Let’s take a closer look at the class hierarchy abowe. from the point of view of abstract base classes. An Organism is a base class representing all organisms. It defines that all organisms in the program reproduce is a common way when viewed from the outside. Organism does not define in any way how reproduction gets implemented. As objects can be handled as objects of their base class each organism can thus be told to reproduce in the program without needing to know details on which animal the object actually is. Human and Hen still reproduce very differently. Therefore reproduction has been defined as abstract for organisms: reproduction is implemented in the concrete classes in a suitable way to them. Similarly on the next level in the hierarchy an abstract base class Bird defines two eatures common to all birds: laying eggs (layEgg) and singing (sing). Singing is abstract fro birds as each bird defines it according to its own singing voice. Laying eggs however has an implementation on the level of the base class.
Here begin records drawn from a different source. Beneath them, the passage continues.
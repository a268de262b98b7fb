use clap::Parser;
use tables_stress_summariser::cli::{run_or_exit, PlotArgs};
use tables_stress_summariser::scenario::Benchmark;

fn main() {
    env_logger::init();

    let args = PlotArgs::parse();
    run_or_exit(Benchmark::Saturation, &args);
}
Through inheritance birds can naturally change the functionality of egg laying to their style but the implementation common to all is already given on the level of the base class.
Let us then pay attention to the egg laying of birds and the abstract service common to all animals: moving. Even if the Platypus is a mammal it lays eggs which it hatches in its nest to reproduce. This is of course behaviour shared with birds. We cannot still move the platypus under birds in the hierarchy as it does not otherwise fullfill the common functionality of birds. Another similar difficult is with Fungi: SlimeMold is special in that it can also move but our hierarchy defines moving as a trait common to animals. (SlimeMold acts here also as an example of how difficult categorizing is overall and how the class hierarchy doesn’t always match the real world it depicts one to one: slimemold isn’t actually a fungus even if it is categorized as one. It is not an animal either so for the sake of example we’ll go with it.) The solution to these kinds of situations wheren all functionality cannot be grouped under one hierarchy is found in interface classes.